Connu jusqu'ici comme un philosophe médiatique, maniant avec brio le non-conformisme, voici Peter Sloterdijk, ce penseur « postmoderne » né après la guerre qui enflamme aujourd'hui les milieux intellectuels allemands. Titre de son brûlot : « Des règles du parc humain ». Sloterdijk conclut à la mort de l'humanisme, incapable de conjurer les pulsions animales de l'homme. Et évoque les biotechnologies, l'« anthropotech-nique » pour réaliser - en l'optimisant - une sélection de triste mémoire. Dans l'entretien qu'il nous a accordé dans sa maison de Karlsruhe, Sloterdijk affirme qu'il ne prône ni le clonage ni l'eugénisme. Jürgen Habermas, le maître du politiquement correct, a-t-il orchestré cette campagne contre Sloterdjik, qui fait autant de bruit que, naguère, la querelle d'historiens sur la « relativité du nazisme » ? Il s'agit bien, une fois encore, de cette rupture avec la mauvaise conscience de l'Allemagne qu'officialiserait l'avènement de la République de Berlin J.-G. F.

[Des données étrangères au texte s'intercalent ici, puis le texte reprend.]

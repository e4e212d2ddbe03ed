use serde::{Deserialize, Serialize};

/// Identity of an authenticated user as exposed to API callers
#[derive(Deserialize, Serialize, sqlx::FromRow, Debug, Clone, PartialEq, Eq)]
pub struct User {
    pub(crate) id: i64,
    pub(crate) username: String,
}

impl User {
    pub const fn new(id: i64, username: String) -> Self {
        Self { id, username }
    }

    pub const fn id(&self) -> i64 {
        self.id
    }

    pub fn username(&self) -> &str {
        &self.username
    }
}

/// Login request body. Missing values are treated as empty strings.
#[derive(Deserialize, Debug, Default)]
pub struct Credentials {
    #[serde(default)]
    pub(crate) username: String,
    #[serde(default)]
    pub(crate) password: String,
}

impl Credentials {
    pub fn new<U: Into<String>, P: Into<String>>(username: U, password: P) -> Self {
        Self {
            username: username.into(),
            password: password.into(),
        }
    }
}
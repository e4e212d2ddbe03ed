use common::{
    database::{db_options_from_env, execute_script},
    error::KlResult,
};
use sqlx::{postgres::PgConnectOptions, PgPool};

/// Schema of the klinika database. Every statement is safe to run more than once.
pub const SCHEMA: &str = include_str!("../database/schema.sql");

/// Return database connect options from the `KLINIKA_*` environment variables
/// # Errors
/// This function will return an error if a connection variable is missing or invalid
pub fn db_options() -> KlResult<PgConnectOptions> {
    db_options_from_env("KLINIKA")
}

/// Create the klinika schema objects that do not exist yet
/// # Errors
/// This function will return an error if any schema statement fails
pub async fn build_database(pool: &PgPool) -> KlResult<()> {
    execute_script(SCHEMA, pool).await
}
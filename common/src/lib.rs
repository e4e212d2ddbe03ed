#![warn(clippy::cloned_instead_of_copied)]
#![warn(clippy::cognitive_complexity)]
#![warn(clippy::equatable_if_let)]
#![warn(clippy::expect_used)]
#![warn(clippy::manual_let_else)]
#![warn(clippy::missing_const_for_fn)]
#![warn(clippy::missing_errors_doc)]
#![warn(clippy::needless_pass_by_value)]
#![warn(clippy::option_if_let_else)]
#![warn(clippy::print_stdout)]
#![warn(clippy::str_to_string)]
#![warn(clippy::uninlined_format_args)]
#![warn(clippy::unwrap_used)]
#![warn(clippy::use_self)]
#![warn(clippy::wildcard_imports)]

//! Common components of the klinika patient record services

use std::path::Path;

use tokio::{fs::File, io::AsyncReadExt};

use crate::error::KlResult;

pub mod api;
pub mod database;
pub mod env;
pub mod error;

/// Read the specified file using the `path` provided, returning the contents as a single [String]
/// buffer.
/// # Errors
/// This function will return an error if the file could not be opened or the contents of the file
/// could not be read into a [String] buffer.
pub async fn read_file<P: AsRef<Path> + Send>(path: P) -> KlResult<String> {
    let path = path.as_ref();
    let mut file = match File::open(path).await {
        Ok(inner) => inner,
        Err(error) => return Err(format!("Could not open file, {path:?}. {error}").into()),
    };
    let mut block = String::new();
    file.read_to_string(&mut block).await?;
    Ok(block)
}
use common::error::{KlError, KlResult};
use log::error;

use crate::{
    data::user::{Credentials, User},
    password::{check_password, run_dummy_check},
};

/// Credential verification for users provisioned outside of the API
#[async_trait::async_trait]
pub trait UserService: Send + Sync {
    /// Verify the `credentials` against the stored password hash. If successful, the matching
    /// [User] is returned.
    /// # Errors
    /// This function will return [KlError::InvalidCredentials] if the username is unknown or the
    /// password does not match
    async fn validate_user(&self, credentials: &Credentials) -> KlResult<User>;
}

/// Check the `credentials` against the `stored` user and password hash found for the username.
/// Hashing runs on the blocking pool. An unreadable stored hash is logged and rejected like a
/// wrong password.
/// # Errors
/// This function will return [KlError::InvalidCredentials] if no user was found or the password
/// does not match, or [KlError::Join] if the hashing task fails
pub(crate) async fn authenticate(
    credentials: &Credentials,
    stored: Option<(User, String)>,
    iterations: u32,
) -> KlResult<User> {
    let password = credentials.password.clone();
    let Some((user, hash)) = stored else {
        tokio::task::spawn_blocking(move || run_dummy_check(&password, iterations)).await?;
        return Err(KlError::InvalidCredentials);
    };
    match tokio::task::spawn_blocking(move || check_password(&password, &hash)).await? {
        Ok(true) => Ok(user),
        Ok(false) => Err(KlError::InvalidCredentials),
        Err(error) => {
            error!("Could not verify password for user '{}'. {error}", user.username());
            Err(KlError::InvalidCredentials)
        }
    }
}
use chrono::{DateTime, Utc};
use serde::{Deserialize, Serialize};

/// Patient record as stored and as returned to API callers
#[derive(Deserialize, Serialize, sqlx::FromRow, Debug, Clone, PartialEq, Eq)]
pub struct Patient {
    /// Server assigned identifier. Never reused, even after the record is deleted.
    pub(crate) id: i64,
    /// Full name of the patient
    pub(crate) emri: String,
    /// Contact phone number
    pub(crate) nr_cel: String,
    pub(crate) email: String,
    /// Name of the treating doctor
    pub(crate) mjeku: String,
    /// Price of the services. Kept as free text.
    pub(crate) cmimi: String,
    /// Services provided to the patient
    pub(crate) sherbimet: String,
    /// Creation timestamp, the only sort key for listings
    pub(crate) data: Option<DateTime<Utc>>,
}

impl Patient {
    /// Create a new [Patient] record from validated `fields`
    pub(crate) fn from_fields(id: i64, fields: &PatientFields, data: DateTime<Utc>) -> Self {
        let PatientFields {
            emri,
            nr_cel,
            email,
            mjeku,
            cmimi,
            sherbimet,
        } = fields.clone();
        Self {
            id,
            emri,
            nr_cel,
            email,
            mjeku,
            cmimi,
            sherbimet,
            data: Some(data),
        }
    }

    /// Replace every mutable field with the validated `fields`. The id and creation timestamp are
    /// left untouched.
    pub(crate) fn apply(&mut self, fields: &PatientFields) {
        self.emri = fields.emri.clone();
        self.nr_cel = fields.nr_cel.clone();
        self.email = fields.email.clone();
        self.mjeku = fields.mjeku.clone();
        self.cmimi = fields.cmimi.clone();
        self.sherbimet = fields.sherbimet.clone();
    }

    pub const fn id(&self) -> i64 {
        self.id
    }
}

/// Normalized set of user editable patient fields. Only produced by
/// [PatientValidator][crate::validation::PatientValidator] so every instance has passed validation.
#[derive(Debug, Clone, PartialEq, Eq)]
pub struct PatientFields {
    pub(crate) emri: String,
    pub(crate) nr_cel: String,
    pub(crate) email: String,
    pub(crate) mjeku: String,
    pub(crate) cmimi: String,
    pub(crate) sherbimet: String,
}
use std::collections::HashMap;

use actix_session::storage::{LoadError, SaveError, SessionKey, SessionStore, UpdateError};
use actix_web::cookie::time::Duration;
use chrono::{DateTime, Utc};
use common::error::KlResult;
use sqlx::PgPool;

use crate::service::sessions::{expires_at, new_session_key, ExpiringSessionStore};

/// Postgresql implementation of [SessionStore]. Session state is kept as a JSON object in
/// `klinika.sessions`.
#[derive(Clone)]
pub struct PgSessionStore {
    /// Postgres database connection pool used by this service
    pool: PgPool,
}

impl PgSessionStore {
    pub fn new(pool: &PgPool) -> Self {
        Self { pool: pool.clone() }
    }

    async fn insert(
        &self,
        session_state: &HashMap<String, String>,
        ttl: &Duration,
    ) -> Result<SessionKey, SaveError> {
        let state = serde_json::to_string(session_state)
            .map_err(|error| SaveError::Serialization(error.into()))?;
        let key = new_session_key();
        sqlx::query(
            r#"
            insert into klinika.sessions(session_key, session_state, expire_date)
            values($1, $2, $3)"#,
        )
        .bind(&key)
        .bind(state)
        .bind(expires_at(Utc::now(), ttl))
        .execute(&self.pool)
        .await
        .map_err(|error| SaveError::Other(error.into()))?;
        SessionKey::try_from(key).map_err(|error| SaveError::Other(error.into()))
    }
}

#[async_trait::async_trait(?Send)]
impl SessionStore for PgSessionStore {
    async fn load(
        &self,
        session_key: &SessionKey,
    ) -> Result<Option<HashMap<String, String>>, LoadError> {
        let state: Option<String> = sqlx::query_scalar(
            r#"
            select session_state
            from klinika.sessions
            where session_key = $1 and expire_date > now()"#,
        )
        .bind(session_key.as_ref())
        .fetch_optional(&self.pool)
        .await
        .map_err(|error| LoadError::Other(error.into()))?;
        state
            .map(|state| serde_json::from_str(&state))
            .transpose()
            .map_err(|error| LoadError::Deserialization(error.into()))
    }

    async fn save(
        &self,
        session_state: HashMap<String, String>,
        ttl: &Duration,
    ) -> Result<SessionKey, SaveError> {
        self.insert(&session_state, ttl).await
    }

    async fn update(
        &self,
        session_key: SessionKey,
        session_state: HashMap<String, String>,
        ttl: &Duration,
    ) -> Result<SessionKey, UpdateError> {
        let state = serde_json::to_string(&session_state)
            .map_err(|error| UpdateError::Serialization(error.into()))?;
        let result = sqlx::query(
            r#"
            update klinika.sessions
            set session_state = $2, expire_date = $3
            where session_key = $1"#,
        )
        .bind(session_key.as_ref())
        .bind(state)
        .bind(expires_at(Utc::now(), ttl))
        .execute(&self.pool)
        .await
        .map_err(|error| UpdateError::Other(error.into()))?;
        if result.rows_affected() > 0 {
            return Ok(session_key);
        }
        match self.insert(&session_state, ttl).await {
            Ok(key) => Ok(key),
            Err(SaveError::Serialization(error)) => Err(UpdateError::Serialization(error)),
            Err(SaveError::Other(error)) => Err(UpdateError::Other(error)),
        }
    }

    async fn update_ttl(&self, session_key: &SessionKey, ttl: &Duration) -> anyhow::Result<()> {
        sqlx::query("update klinika.sessions set expire_date = $2 where session_key = $1")
            .bind(session_key.as_ref())
            .bind(expires_at(Utc::now(), ttl))
            .execute(&self.pool)
            .await?;
        Ok(())
    }

    async fn delete(&self, session_key: &SessionKey) -> anyhow::Result<()> {
        sqlx::query("delete from klinika.sessions where session_key = $1")
            .bind(session_key.as_ref())
            .execute(&self.pool)
            .await?;
        Ok(())
    }
}

#[async_trait::async_trait]
impl ExpiringSessionStore for PgSessionStore {
    async fn clear_expired(&self, now: DateTime<Utc>) -> KlResult<u64> {
        let result = sqlx::query("delete from klinika.sessions where expire_date <= $1")
            .bind(now)
            .execute(&self.pool)
            .await?;
        Ok(result.rows_affected())
    }
}

#[cfg(test)]
mod test {
    use std::collections::HashMap;

    use actix_session::storage::SessionStore;
    use actix_web::cookie::time::Duration;
    use rstest::rstest;
    use sqlx::PgPool;

    use super::PgSessionStore;
    use crate::service::postgres::test::database;

    #[rstest]
    #[ignore = "requires the klinika test database"]
    #[tokio::test]
    async fn update_should_replace_state_and_keep_key(database: PgPool) -> anyhow::Result<()> {
        let store = PgSessionStore::new(&database);
        let key = store
            .save(HashMap::from([("user".to_owned(), "1".to_owned())]), &Duration::days(1))
            .await?;
        let state = HashMap::from([("user".to_owned(), "2".to_owned())]);

        let updated = store.update(key, state.clone(), &Duration::days(1)).await?;

        assert_eq!(store.load(&updated).await?, Some(state));
        store.delete(&updated).await?;
        assert_eq!(store.load(&updated).await?, None);
        Ok(())
    }

    #[rstest]
    #[ignore = "requires the klinika test database"]
    #[tokio::test]
    async fn load_should_ignore_expired_session(database: PgPool) -> anyhow::Result<()> {
        let store = PgSessionStore::new(&database);
        let key = store.save(HashMap::new(), &Duration::seconds(-1)).await?;

        assert_eq!(store.load(&key).await?, None);
        store.delete(&key).await?;
        Ok(())
    }
}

Le Nouvel Observateur. - On vous reproche de prôner l'utilisation des manipulations génétiques pour construire un « homme nouveau », de réveiller délibérément le spectre nazi de la sélection.

Peter Sloterdijk. - Cette accusation me surprend d'autant plus que, si je m'intéresse en tant que philosophe aux problèmes posés par les biotechnologies, je n'ai jamais participé au débat sur la bioéthique. Du début des années 50 à la fin des années 80, nous avons été entraînés dans un vertige nucléaire et nous y avons survécu grâce à l'équilibre de la terreur. Aujourd'hui, nous sommes, avec la montée des biotechnologies, des « anthropotechniques », menacés d'une autre apocalypse, celle de mutations monstrueuses. Alors que la littérature scientifique tente de calmer les esprits, la communauté humaniste, elle, est prise d'un vertige néométaphysique quand elle évoque cette menace. Et elle décrète un avenir « anthropotechnique ». C'est de l'hystérie. L'homme cloné participe du même genre de divagation que les monstres inventés par l'industrie hollywoodienne.

N. O. - Vous décrivez tout de même l'humanité comme un « parc humain », et les hommes, comme des animaux sous influence...
P. Sloterdijk. - C'est Platon qui le premier a parlé de « parc humain ».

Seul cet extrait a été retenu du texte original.